Glasscock keeps up family’s fight

Published 8:30 pm Thursday, October 22, 2009

Ann Glasscock knows not to sweat the little things life throws her way.

Unfortunately, she learned that lesson only after experiencing the pain of watching two women she loved dearly battle breast cancer.

Glasscock’s mother, Mary Ann Messer, succumbed to cancer earlier this year after fighting the good fight. She was 64.

“She lived as long as she did because of her attitude,” Glasscock said. “It was incredible. So many people came up to us afterwards, even at the funeral, and told us they didn’t even know she was sick. She didn’t show it. Many people didn’t even know she was wearing a wig. The very day she died, she was terribly sick, but when you’d ask her how she was doing, she’d say, ‘I’m fine.’ That’s the attitude that allowed her to live as long as she did.”

Glasscock, who is the incoming chairperson of the Chilton County Relay for Life, also lost her grandmother, Coriene Wyatt, in 1995 to breast cancer at age 69.

“My grandmother was diagnosed with breast cancer about the time I was asked to participate with Relay for Life,” Glasscock said. “Once I got involved, I got really excited and fired up about what we were doing.

“In January 2004, I was asked to be the team captain of the board of education team for Relay. In March of that year was when my mother was diagnosed,” she said.
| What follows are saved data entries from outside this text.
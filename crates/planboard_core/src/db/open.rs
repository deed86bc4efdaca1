//! Connection bootstrap for the SQLite backend.
//!
//! # Invariants
//! - Returned connections have `foreign_keys=ON`.
//! - Returned connections have all migrations applied.

use super::migrations::apply_migrations;
use super::DbResult;
use log::{error, info};
use rusqlite::Connection;
use std::path::Path;
use std::time::{Duration, Instant};

const BUSY_TIMEOUT: Duration = Duration::from_secs(5);

/// Opens a SQLite database file and applies all pending migrations.
pub fn open_db(path: impl AsRef<Path>) -> DbResult<Connection> {
    let conn = Connection::open(path)?;
    bootstrap(conn, "file")
}

/// Opens an in-memory SQLite database and applies all pending migrations.
pub fn open_db_in_memory() -> DbResult<Connection> {
    let conn = Connection::open_in_memory()?;
    bootstrap(conn, "memory")
}

fn bootstrap(mut conn: Connection, mode: &str) -> DbResult<Connection> {
    let started_at = Instant::now();
    conn.execute_batch("PRAGMA foreign_keys = ON;")?;
    conn.busy_timeout(BUSY_TIMEOUT)?;

    match apply_migrations(&mut conn) {
        Ok(()) => {
            info!(
                "event=db_open module=store status=ok mode={mode} duration_ms={}",
                started_at.elapsed().as_millis()
            );
            Ok(conn)
        }
        Err(err) => {
            error!(
                "event=db_open module=store status=error mode={mode} duration_ms={} error={err}",
                started_at.elapsed().as_millis()
            );
            Err(err)
        }
    }
}
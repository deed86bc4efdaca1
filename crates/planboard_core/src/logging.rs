//! Logging bootstrap for the board core.
//!
//! # Responsibility
//! - Initialize file-based rolling logs exactly once per process.
//! - Emit stable, metadata-only diagnostic events.
//!
//! # Invariants
//! - Initialization is idempotent for the same level and directory.
//! - Re-initialization with a conflicting level or directory is rejected.
//! - Initialization never panics.

use flexi_logger::{Cleanup, Criterion, FileSpec, Logger, LoggerHandle, Naming, WriteMode};
use log::info;
use once_cell::sync::OnceCell;
use std::path::{Path, PathBuf};

const LOG_FILE_BASENAME: &str = "planboard";
const MAX_LOG_FILE_SIZE_BYTES: u64 = 10 * 1024 * 1024;
const MAX_LOG_FILES: usize = 5;

static LOGGING_STATE: OnceCell<LoggingState> = OnceCell::new();

struct LoggingState {
    level: &'static str,
    log_dir: PathBuf,
    _logger: LoggerHandle,
}

/// Initializes core logging with level and directory.
///
/// # Errors
/// - Unsupported `level`, or a non-absolute/empty `log_dir`.
/// - A previous initialization with a conflicting level or directory.
/// - Logger backend setup failure.
pub fn init_logging(level: &str, log_dir: &str) -> Result<(), String> {
    let level = normalize_level(level)?;
    let log_dir = normalize_log_dir(log_dir)?;

    let state = LOGGING_STATE.get_or_try_init(|| -> Result<LoggingState, String> {
        std::fs::create_dir_all(&log_dir).map_err(|err| {
            format!(
                "failed to create log directory `{}`: {err}",
                log_dir.display()
            )
        })?;

        let logger = Logger::try_with_str(level)
            .map_err(|err| format!("invalid log level `{level}`: {err}"))?
            .log_to_file(
                FileSpec::default()
                    .directory(log_dir.as_path())
                    .basename(LOG_FILE_BASENAME),
            )
            .rotate(
                Criterion::Size(MAX_LOG_FILE_SIZE_BYTES),
                Naming::Numbers,
                Cleanup::KeepLogFiles(MAX_LOG_FILES),
            )
            .write_mode(WriteMode::BufferAndFlush)
            .append()
            .format_for_files(flexi_logger::detailed_format)
            .start()
            .map_err(|err| format!("failed to start logger: {err}"))?;

        info!(
            "event=core_init module=core status=ok level={} log_dir={} version={}",
            level,
            log_dir.display(),
            env!("CARGO_PKG_VERSION")
        );

        Ok(LoggingState {
            level,
            log_dir: log_dir.clone(),
            _logger: logger,
        })
    })?;

    if state.log_dir != log_dir {
        return Err(format!(
            "logging already initialized at `{}`; refusing to switch to `{}`",
            state.log_dir.display(),
            log_dir.display()
        ));
    }
    if state.level != level {
        return Err(format!(
            "logging already initialized with level `{}`; refusing to switch to `{}`",
            state.level, level
        ));
    }

    Ok(())
}

/// Returns `(level, log_dir)` when logging is active, `None` otherwise.
pub fn logging_status() -> Option<(&'static str, PathBuf)> {
    LOGGING_STATE
        .get()
        .map(|state| (state.level, state.log_dir.clone()))
}

/// Returns the default log level for the current build mode.
pub fn default_log_level() -> &'static str {
    if cfg!(debug_assertions) {
        "debug"
    } else {
        "info"
    }
}

fn normalize_level(level: &str) -> Result<&'static str, String> {
    match level.trim().to_ascii_lowercase().as_str() {
        "trace" => Ok("trace"),
        "debug" => Ok("debug"),
        "info" => Ok("info"),
        "warn" | "warning" => Ok("warn"),
        "error" => Ok("error"),
        other => Err(format!(
            "unsupported log level `{other}`; expected trace|debug|info|warn|error"
        )),
    }
}

fn normalize_log_dir(log_dir: &str) -> Result<PathBuf, String> {
    let trimmed = log_dir.trim();
    if trimmed.is_empty() {
        return Err("log_dir cannot be empty".to_string());
    }
    let path = Path::new(trimmed);
    if !path.is_absolute() {
        return Err(format!("log_dir must be an absolute path, got `{trimmed}`"));
    }
    Ok(path.to_path_buf())
}
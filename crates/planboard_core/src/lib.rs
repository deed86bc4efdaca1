//! Core domain logic for the Planboard content planning board.
//! This crate is the single source of truth for board invariants.

pub mod db;
pub mod logging;
pub mod model;
pub mod order;
pub mod service;
pub mod store;

pub use logging::{default_log_level, init_logging, logging_status};
pub use model::{
    BoardId, ColumnId, ContentPlanner, Layer, LayerId, LayerKey, PlannerId, Project, ProjectId,
    Stage, StageId, Task, TaskBoard, TaskColumn, TaskId, Template, TemplateId,
    DEFAULT_LAYER_NAMES,
};
pub use order::{normalize, reorder_across, reorder_within, OrderedEntity};
pub use service::{
    BoardSnapshot, ColumnMove, NewProject, PlannerService, ProjectMove, ProjectService,
    ProjectUpdate, ServiceError, ServiceResult, StageMove, TaskMove, TaskService, TaskUpdate,
};
pub use store::{
    open_store, BoardPatch, JsonPlannerStore, PlannerStore, ProjectFilter, ProjectPatch,
    SqlitePlannerStore, StagePatch, StoreConfig, StoreError, StoreResult, TaskFilter, TaskPatch,
};

/// Returns the core crate version.
pub fn core_version() -> &'static str {
    env!("CARGO_PKG_VERSION")
}
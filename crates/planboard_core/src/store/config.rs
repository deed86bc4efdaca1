//! Backend selection for the planner store.
//!
//! # Responsibility
//! - Describe which persistence backend to use and where it lives.
//! - Open the selected backend behind the common store interface.

use crate::store::{JsonPlannerStore, PlannerStore, SqlitePlannerStore, StoreResult};
use serde::{Deserialize, Serialize};
use std::fs;
use std::path::{Path, PathBuf};

/// Persistence backend configuration.
#[derive(Debug, Clone, PartialEq, Eq, Serialize, Deserialize)]
#[serde(tag = "backend", rename_all = "snake_case")]
pub enum StoreConfig {
    /// Durable SQLite database file.
    Sqlite { db_path: PathBuf },
    /// Directory of per-collection JSON blobs.
    LocalJson { dir: PathBuf },
}

impl StoreConfig {
    /// Loads a configuration from a JSON file.
    pub fn from_json_file(path: impl AsRef<Path>) -> StoreResult<Self> {
        let text = fs::read_to_string(path)?;
        Ok(serde_json::from_str(&text)?)
    }
}

/// Opens the configured backend.
///
/// Both backends satisfy the same store contract; callers never branch on
/// which one they were given.
pub fn open_store(config: &StoreConfig) -> StoreResult<Box<dyn PlannerStore>> {
    match config {
        StoreConfig::Sqlite { db_path } => Ok(Box::new(SqlitePlannerStore::open(db_path)?)),
        StoreConfig::LocalJson { dir } => Ok(Box::new(JsonPlannerStore::open(dir)?)),
    }
}

#[cfg(test)]
mod tests {
    use super::StoreConfig;
    use std::path::PathBuf;

    #[test]
    fn config_round_trips_through_json() {
        let config = StoreConfig::Sqlite {
            db_path: PathBuf::from("/tmp/board.db"),
        };
        let text = serde_json::to_string(&config).unwrap();
        assert!(text.contains("\"backend\":\"sqlite\""));
        let parsed: StoreConfig = serde_json::from_str(&text).unwrap();
        assert_eq!(parsed, config);
    }

    #[test]
    fn local_json_variant_parses_from_tagged_object() {
        let parsed: StoreConfig =
            serde_json::from_str(r#"{"backend":"local_json","dir":"/tmp/board"}"#).unwrap();
        assert_eq!(
            parsed,
            StoreConfig::LocalJson {
                dir: PathBuf::from("/tmp/board"),
            }
        );
    }
}
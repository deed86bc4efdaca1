//! Per-project task boards: columns of checklist items.
//!
//! # Invariants
//! - At most one board exists per project; it is created lazily on first
//!   column creation or board fetch.
//! - A board exclusively owns its columns; a task's container key is its
//!   `column_id`.

use crate::model::project::ProjectId;
use crate::order::OrderedEntity;
use serde::{Deserialize, Serialize};
use uuid::Uuid;

/// Stable task board identifier.
pub type BoardId = Uuid;
/// Stable task column identifier.
pub type ColumnId = Uuid;
/// Stable task identifier.
pub type TaskId = Uuid;

/// Checklist board attached to one project.
#[derive(Debug, Clone, PartialEq, Eq, Serialize, Deserialize)]
pub struct TaskBoard {
    pub id: BoardId,
    pub project_id: ProjectId,
    pub columns: Vec<TaskColumn>,
}

impl TaskBoard {
    /// Creates an empty board for a project.
    pub fn new(project_id: ProjectId) -> Self {
        Self {
            id: Uuid::new_v4(),
            project_id,
            columns: Vec::new(),
        }
    }

    /// Finds a column by id.
    pub fn column(&self, column_id: ColumnId) -> Option<&TaskColumn> {
        self.columns.iter().find(|column| column.id == column_id)
    }
}

/// Checklist column within a board.
#[derive(Debug, Clone, PartialEq, Eq, Serialize, Deserialize)]
pub struct TaskColumn {
    pub id: ColumnId,
    pub name: String,
    pub order: i64,
}

impl TaskColumn {
    /// Creates a column with a generated stable id.
    pub fn new(name: impl Into<String>, order: i64) -> Self {
        Self {
            id: Uuid::new_v4(),
            name: name.into(),
            order,
        }
    }
}

/// Checklist item within a column.
#[derive(Debug, Clone, PartialEq, Eq, Serialize, Deserialize)]
pub struct Task {
    pub id: TaskId,
    pub text: String,
    pub column_id: ColumnId,
    pub order: i64,
    pub completed: bool,
}

impl Task {
    /// Creates an open task in the given column.
    pub fn new(text: impl Into<String>, column_id: ColumnId, order: i64) -> Self {
        Self {
            id: Uuid::new_v4(),
            text: text.into(),
            column_id,
            order,
            completed: false,
        }
    }
}

impl OrderedEntity for TaskColumn {
    fn order(&self) -> i64 {
        self.order
    }

    fn set_order(&mut self, order: i64) {
        self.order = order;
    }
}

impl OrderedEntity for Task {
    fn order(&self) -> i64 {
        self.order
    }

    fn set_order(&mut self, order: i64) {
        self.order = order;
    }
}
Because of the family’s history with breast cancer, Glasscock worries about what the future holds for her two daughters — Morgan, 21, and Lynsie, 17.

“Oddly enough, Morgan is the reason my mother was diagnosed,” Glasscock said. “My mother hadn’t been to the doctor in about 20 years. It was time to take Morgan and I talked my mother into going with us. We made it a trio. That’s when they found it.”

Today, Glasscock preaches early detection.

“I don’t mind fussing at them,” she said, referring to those who don’t get routine mammograms and pap smears. “It’s very important. In fact, I just went a few weeks ago and I got a letter telling me that something had shown up on my mammogram. I thought, ‘It’s your turn.’ But it turned out to be nothing.

“Early detection is so important. Survival rates are so much greater when it is detected early.”

Glasscock’s mother would have died sooner, were it not for the treatments that added years to her life.

“I know treatment affects people differently, but my mother was the vision of strength and hope. She was a testament for others going through this. It was her fight that kept her here as long as she was,” Glasscock said.

Glasscock’s family owns and operates Messer’s Jewelry in Clanton, and her mother continued to work at the business while battling her cancer.

“She would go and take her chemo treatment and come back to the store,” Glasscock said.

Messer eventually developed and died from angio carcoma, “a very rare cancer caused by the radiation. She was very sick, but she didn’t let on. But, if she had not gone through those treatments, she would have been gone long before that.”

Glasscock said she is grateful to the help and information she received from the American Cancer Society and the American Cancer Society Web site.

“It helped me so much. Her doctor was so upfront and honest. She told me what she thought it was before the diagnosis was confirmed. I was able to research the American Cancer Society Web site and learn about what we could be dealing with. When we got the final diagnosis, we were able to take it better because we knew a little more about it.

“There are so many resources available through the American Cancer Society. Most people don’t know that you can even get gas cards to help you with going back and forth for treatments,” Glasscock said.

The American Cancer Society Web site is Cancer.org.

Watching someone you love battle cancer is a difficult life lesson, Glasscock said.

“It makes you appreciate the things you ordinarily would not spend much time thinking about, and you learn not to sweat the small stuff.